Luego tuve la fortuna de encontrarme con C. y juntos comenzamos nuestras respectivas musitecas. Era un gran placer intercambiar nuevos descubrimientos. Después se dio una casualidad increíble: nos encontramos con los Andreses, que no se conocían entre ellos. Ambos eran melómanos consumados y cada fin de semana iban al centro de la ciudad a comprar discos. Sin saberlo, nos convertimos en banqueros, aquella persona que lleva el dinero del punto A, donde está, al punto B, donde se necesita, y regresa a A con una plusvalía y deja una comisión en su bolsillo en el camino.

Le pedíamos prestados discos a Andrés (punto A) para copiarlos y llevarlos al otro Andrés (punto B), quien nos daba novedades para compartir con el primer Andrés (punto A). Descubrimos con impudicia nuestro carácter mezquino: podríamos presentarlos, de pronto congeniarían, pero entonces nos quedaríamos sin fuentes de alimentación: «Mejor no presentarlos». Hoy en día me alegra presentar DJs entre sí en Blip.fm y siento felicidad cuando reproducen ese encuentro primigenio con C en el que intercambiábamos novedades.

5.

Hacia los 17 o 18 empezamos a explorar con C. el centro de Bogotá solos. Antes lo caminaba con mi padre, que conservaba un apartado aéreo en el edificio de Avianca del parque Santander. Nos gustaba darnos nuestro septimazo. Con C llegamos a las tiendas de música y libros de la 19, que eran un paraíso perdido entonces.

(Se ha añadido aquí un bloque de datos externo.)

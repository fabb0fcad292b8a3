use bluest_state::state::{mask_of, states_in};
use bluest_state::{bit_states, ChangeEvent, ChangeIntent, DeviceState, ManagerState, State, StateMask};

bit_states! {
    enum Letter {
        A,
        B,
        C,
    }
}

fn all_masks() -> impl Iterator<Item = StateMask> {
    0..8
}

#[test]
fn bit_is_one_shifted_by_ordinal() {
    for (i, state) in DeviceState::ALL.iter().enumerate() {
        assert_eq!(state.ordinal() as usize, i);
        assert_eq!(state.bit(), 1 << i);
    }
    for (i, state) in ManagerState::ALL.iter().enumerate() {
        assert_eq!(state.bit(), 1 << i);
    }
}

#[test]
fn distinct_states_never_overlap() {
    for a in DeviceState::ALL {
        for b in DeviceState::ALL {
            assert_eq!(a.overlaps(b.bit()), a == b, "{a} vs {b}");
        }
    }
}

#[test]
fn entered_and_exited_follow_overlap() {
    for old in all_masks() {
        for new in all_masks() {
            for &state in Letter::ALL {
                assert_eq!(
                    state.was_entered(old, new),
                    !state.overlaps(old) && state.overlaps(new)
                );
                assert_eq!(
                    state.was_exited(old, new),
                    state.overlaps(old) && !state.overlaps(new)
                );
                assert_eq!(state.was_exited(old, new), state.was_entered(new, old));

                let event = ChangeEvent::new(old, new, 0);
                assert_eq!(event.was_entered(state), state.was_entered(old, new));
                assert_eq!(event.was_exited(state), state.was_exited(old, new));
            }
        }
    }
}

#[test]
fn intent_is_keyed_per_bit() {
    for old in all_masks() {
        for new in all_masks() {
            for intent in all_masks() {
                let event = ChangeEvent::new(old, new, intent);
                for &state in Letter::ALL {
                    let expected = if state.bit() & old == state.bit() & new {
                        ChangeIntent::Null
                    } else if state.overlaps(intent) {
                        ChangeIntent::Intentional
                    } else {
                        ChangeIntent::Unintentional
                    };
                    assert_eq!(event.intent(state), expected, "{event} {state}");
                }
            }
        }
    }
}

#[test]
fn intentional_when_intent_bit_set() {
    let event = ChangeEvent::new(0b001, 0b011, 0b010);
    assert_eq!(event.intent(Letter::A), ChangeIntent::Null);
    assert_eq!(event.intent(Letter::B), ChangeIntent::Intentional);
    assert_eq!(event.intent(Letter::C), ChangeIntent::Null);
}

#[test]
fn unintentional_without_intent_bit() {
    let event = ChangeEvent::new(0b001, 0b011, 0b000);
    assert_eq!(event.intent(Letter::A), ChangeIntent::Null);
    assert_eq!(event.intent(Letter::B), ChangeIntent::Unintentional);
}

#[test]
fn mixed_intents_in_one_disconnect() {
    let old = mask_of([DeviceState::Discovered, DeviceState::Connected, DeviceState::Initialized]);
    let new = mask_of([
        DeviceState::Discovered,
        DeviceState::Disconnected,
        DeviceState::ReconnectingShortTerm,
    ]);
    let intent = mask_of([DeviceState::Connected, DeviceState::Initialized, DeviceState::Disconnected]);
    let event = ChangeEvent::new(old, new, intent);

    assert_eq!(event.intent(DeviceState::Disconnected), ChangeIntent::Intentional);
    assert_eq!(event.intent(DeviceState::ReconnectingShortTerm), ChangeIntent::Unintentional);
    assert_eq!(event.intent(DeviceState::Discovered), ChangeIntent::Null);

    assert_eq!(
        event.entered::<DeviceState>().collect::<Vec<_>>(),
        [DeviceState::Disconnected, DeviceState::ReconnectingShortTerm]
    );
    assert_eq!(
        event.exited::<DeviceState>().collect::<Vec<_>>(),
        [DeviceState::Connected, DeviceState::Initialized]
    );
    assert!(event
        .entered::<DeviceState>()
        .any(DeviceState::is_reconnecting));
}

#[test]
fn intent_bits_on_unchanged_states_are_ignored() {
    let event = ChangeEvent::new(0b100, 0b100, 0b111);
    for &state in Letter::ALL {
        assert_eq!(event.intent(state), ChangeIntent::Null);
    }
}

#[test]
fn manager_scan_start() {
    let old = mask_of([ManagerState::On]);
    let new = mask_of([ManagerState::On, ManagerState::Scanning]);
    let event = ChangeEvent::new(old, new, ManagerState::Scanning.bit());

    assert!(event.was_entered(ManagerState::Scanning));
    assert!(!event.was_entered(ManagerState::On));
    assert_eq!(event.intent(ManagerState::Scanning), ChangeIntent::Intentional);
    assert!(!ManagerState::Scanning.is_transitional());
    assert!(states_in::<ManagerState>(new).all(|state| !state.is_transitional()));
    assert_eq!(event.to_string(), "0b100 -> 0b10100 (intent 0b10000)");
}

#[test]
fn disk_values_are_fixed() {
    assert_eq!(ChangeIntent::Intentional.to_disk_value(), 1);
    assert_eq!(ChangeIntent::Unintentional.to_disk_value(), 0);
    assert_eq!(ChangeIntent::Null.to_disk_value(), -1);
}

#[test]
fn disk_value_round_trip() {
    for intent in ChangeIntent::ALL {
        assert_eq!(ChangeIntent::from_disk_value(intent.to_disk_value()), intent);
        assert_eq!(ChangeIntent::from(i32::from(intent)), intent);
    }
}

#[test]
fn unknown_disk_values_read_as_null() {
    for value in [-2, 2, 42, i32::MIN, i32::MAX] {
        assert_eq!(ChangeIntent::from_disk_value(value), ChangeIntent::Null);
    }
    assert_eq!(ChangeIntent::default(), ChangeIntent::Null);
    assert!(!ChangeIntent::Null.is_change());
    assert!(ChangeIntent::Unintentional.is_change());
}

#[test]
fn connected_states_form_a_mask() {
    let mask = mask_of(DeviceState::CONNECTED_STATES.iter().copied());
    assert_eq!(
        states_in::<DeviceState>(mask).collect::<Vec<_>>(),
        DeviceState::CONNECTED_STATES
    );
}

Valga la pena recordar el obituario de ese personaje entrañable que nos recibía en la Musiteca, Saúl Álvarez, por Diana Luque. Eran jornadas largas de exploración que podían terminar en la Buchholz de la 26 para hacernos con algún viejo ejemplar de la revista Eco, ver los cuadros de la galería o, si era domingo, buscar cassettes piratas de salsa clásica, pura y dura. Luego regresábamos a casa a disfrutar los tesoros encontrados.

6.

No gané la partida de Scrabble, si bien quedé muy contento con los 72 puntos que me dio la palabra melómano, habérsela presentado a mis amigos holandeses y el pequeño recorrido por este sendero de la memoria.